■ ABOUT THIS TASK: Once every line in the data that follows has been checked for the word "filename", give only the number of lines that hold it.

(Collected data entries)
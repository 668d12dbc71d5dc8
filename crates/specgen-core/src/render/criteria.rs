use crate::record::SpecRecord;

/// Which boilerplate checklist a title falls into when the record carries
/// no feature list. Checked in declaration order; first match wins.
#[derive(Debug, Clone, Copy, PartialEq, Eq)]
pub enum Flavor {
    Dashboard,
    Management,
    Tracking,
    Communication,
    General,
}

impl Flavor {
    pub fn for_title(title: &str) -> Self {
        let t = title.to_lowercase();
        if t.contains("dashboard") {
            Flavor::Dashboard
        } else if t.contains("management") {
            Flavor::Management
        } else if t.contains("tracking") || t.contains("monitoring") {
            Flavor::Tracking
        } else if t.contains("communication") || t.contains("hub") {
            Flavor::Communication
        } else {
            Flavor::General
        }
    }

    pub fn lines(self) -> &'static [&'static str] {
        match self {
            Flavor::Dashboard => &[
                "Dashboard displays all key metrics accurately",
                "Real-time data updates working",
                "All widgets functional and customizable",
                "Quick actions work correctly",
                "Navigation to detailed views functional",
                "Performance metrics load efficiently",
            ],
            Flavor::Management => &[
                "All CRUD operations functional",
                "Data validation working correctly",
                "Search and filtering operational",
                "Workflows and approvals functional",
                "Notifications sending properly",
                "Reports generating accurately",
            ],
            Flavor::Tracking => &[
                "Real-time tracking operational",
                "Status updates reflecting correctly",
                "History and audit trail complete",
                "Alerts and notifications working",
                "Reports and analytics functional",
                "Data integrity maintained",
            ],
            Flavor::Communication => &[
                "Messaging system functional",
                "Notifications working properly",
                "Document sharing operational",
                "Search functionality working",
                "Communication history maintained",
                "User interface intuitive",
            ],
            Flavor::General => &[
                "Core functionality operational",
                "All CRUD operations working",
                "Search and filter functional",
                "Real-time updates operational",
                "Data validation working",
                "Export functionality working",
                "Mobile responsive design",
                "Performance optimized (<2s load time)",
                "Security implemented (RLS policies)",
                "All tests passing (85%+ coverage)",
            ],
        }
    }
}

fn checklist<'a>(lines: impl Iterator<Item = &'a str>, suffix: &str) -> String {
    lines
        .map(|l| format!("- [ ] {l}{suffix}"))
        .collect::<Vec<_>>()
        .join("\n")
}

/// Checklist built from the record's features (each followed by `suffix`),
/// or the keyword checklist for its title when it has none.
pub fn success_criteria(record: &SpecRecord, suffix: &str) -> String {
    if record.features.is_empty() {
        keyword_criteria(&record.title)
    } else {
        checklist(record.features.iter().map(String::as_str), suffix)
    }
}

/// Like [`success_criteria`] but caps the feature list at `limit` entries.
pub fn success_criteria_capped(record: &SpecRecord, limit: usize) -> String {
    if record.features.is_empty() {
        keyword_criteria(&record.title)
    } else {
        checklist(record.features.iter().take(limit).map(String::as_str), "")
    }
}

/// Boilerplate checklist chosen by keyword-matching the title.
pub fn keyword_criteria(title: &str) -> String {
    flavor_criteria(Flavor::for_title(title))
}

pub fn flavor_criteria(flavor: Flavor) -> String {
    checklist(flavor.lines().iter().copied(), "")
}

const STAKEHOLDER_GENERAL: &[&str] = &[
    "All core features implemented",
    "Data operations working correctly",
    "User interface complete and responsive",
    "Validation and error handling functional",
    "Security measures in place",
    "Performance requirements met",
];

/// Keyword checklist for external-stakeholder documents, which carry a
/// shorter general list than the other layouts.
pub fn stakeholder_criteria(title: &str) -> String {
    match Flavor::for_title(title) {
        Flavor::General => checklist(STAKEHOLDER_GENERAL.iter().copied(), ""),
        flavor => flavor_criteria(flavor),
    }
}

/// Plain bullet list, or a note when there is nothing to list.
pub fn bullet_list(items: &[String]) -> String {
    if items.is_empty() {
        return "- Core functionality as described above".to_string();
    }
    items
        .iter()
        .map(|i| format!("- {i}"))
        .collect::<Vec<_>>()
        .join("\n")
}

--

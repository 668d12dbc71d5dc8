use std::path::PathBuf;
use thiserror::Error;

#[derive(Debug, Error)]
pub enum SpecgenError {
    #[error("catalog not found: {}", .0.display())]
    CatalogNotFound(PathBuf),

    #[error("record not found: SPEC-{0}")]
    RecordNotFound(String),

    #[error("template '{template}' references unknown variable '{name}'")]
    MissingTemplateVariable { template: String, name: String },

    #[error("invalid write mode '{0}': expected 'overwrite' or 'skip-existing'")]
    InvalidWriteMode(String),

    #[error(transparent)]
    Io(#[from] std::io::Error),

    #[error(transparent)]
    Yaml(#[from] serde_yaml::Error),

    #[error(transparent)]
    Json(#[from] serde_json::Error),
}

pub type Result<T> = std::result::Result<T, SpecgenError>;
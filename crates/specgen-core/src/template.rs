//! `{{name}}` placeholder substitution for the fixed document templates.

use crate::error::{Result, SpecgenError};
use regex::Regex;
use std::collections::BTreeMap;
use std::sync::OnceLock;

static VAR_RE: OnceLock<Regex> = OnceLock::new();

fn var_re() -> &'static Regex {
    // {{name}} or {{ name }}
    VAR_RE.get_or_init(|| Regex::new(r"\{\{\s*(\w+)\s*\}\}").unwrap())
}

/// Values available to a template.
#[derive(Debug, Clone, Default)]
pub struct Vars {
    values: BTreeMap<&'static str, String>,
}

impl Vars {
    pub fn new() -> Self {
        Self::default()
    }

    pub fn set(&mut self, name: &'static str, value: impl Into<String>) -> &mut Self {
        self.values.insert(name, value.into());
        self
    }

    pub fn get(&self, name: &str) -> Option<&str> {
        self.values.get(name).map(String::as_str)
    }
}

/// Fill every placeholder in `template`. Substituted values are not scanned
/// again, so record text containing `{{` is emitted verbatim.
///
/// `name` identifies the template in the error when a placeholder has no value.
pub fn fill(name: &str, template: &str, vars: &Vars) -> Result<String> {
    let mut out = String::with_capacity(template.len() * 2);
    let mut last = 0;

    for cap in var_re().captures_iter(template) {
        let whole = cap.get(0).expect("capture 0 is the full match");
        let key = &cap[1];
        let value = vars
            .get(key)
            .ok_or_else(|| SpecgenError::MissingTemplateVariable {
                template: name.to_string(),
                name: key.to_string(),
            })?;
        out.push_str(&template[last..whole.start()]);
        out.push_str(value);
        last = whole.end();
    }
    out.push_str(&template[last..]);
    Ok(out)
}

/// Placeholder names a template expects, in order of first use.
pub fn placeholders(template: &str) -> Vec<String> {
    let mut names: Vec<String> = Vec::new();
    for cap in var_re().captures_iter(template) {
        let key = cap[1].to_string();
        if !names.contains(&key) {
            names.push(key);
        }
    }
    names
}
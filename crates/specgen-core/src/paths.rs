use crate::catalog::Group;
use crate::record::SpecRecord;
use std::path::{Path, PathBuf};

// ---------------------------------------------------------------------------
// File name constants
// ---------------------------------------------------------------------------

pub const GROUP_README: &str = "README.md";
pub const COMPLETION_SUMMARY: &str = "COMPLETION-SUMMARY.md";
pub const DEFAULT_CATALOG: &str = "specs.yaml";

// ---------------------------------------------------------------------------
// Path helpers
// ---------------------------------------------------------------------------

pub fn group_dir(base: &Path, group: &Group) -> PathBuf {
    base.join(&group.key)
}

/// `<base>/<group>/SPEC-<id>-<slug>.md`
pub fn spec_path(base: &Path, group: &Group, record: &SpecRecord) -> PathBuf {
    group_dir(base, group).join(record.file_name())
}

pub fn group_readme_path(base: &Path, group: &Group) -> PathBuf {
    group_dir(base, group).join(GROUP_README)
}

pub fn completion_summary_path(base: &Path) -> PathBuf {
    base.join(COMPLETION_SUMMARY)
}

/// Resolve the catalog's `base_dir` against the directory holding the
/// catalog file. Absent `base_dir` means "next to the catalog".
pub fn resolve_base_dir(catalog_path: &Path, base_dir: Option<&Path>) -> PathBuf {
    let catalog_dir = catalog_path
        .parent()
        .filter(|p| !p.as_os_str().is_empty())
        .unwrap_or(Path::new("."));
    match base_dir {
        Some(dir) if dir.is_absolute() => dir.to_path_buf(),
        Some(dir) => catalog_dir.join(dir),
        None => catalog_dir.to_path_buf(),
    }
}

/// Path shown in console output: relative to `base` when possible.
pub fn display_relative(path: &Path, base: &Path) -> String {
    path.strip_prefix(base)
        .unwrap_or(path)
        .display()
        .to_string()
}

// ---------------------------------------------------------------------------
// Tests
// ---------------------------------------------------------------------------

■ EXERCISE RESPONSE: 3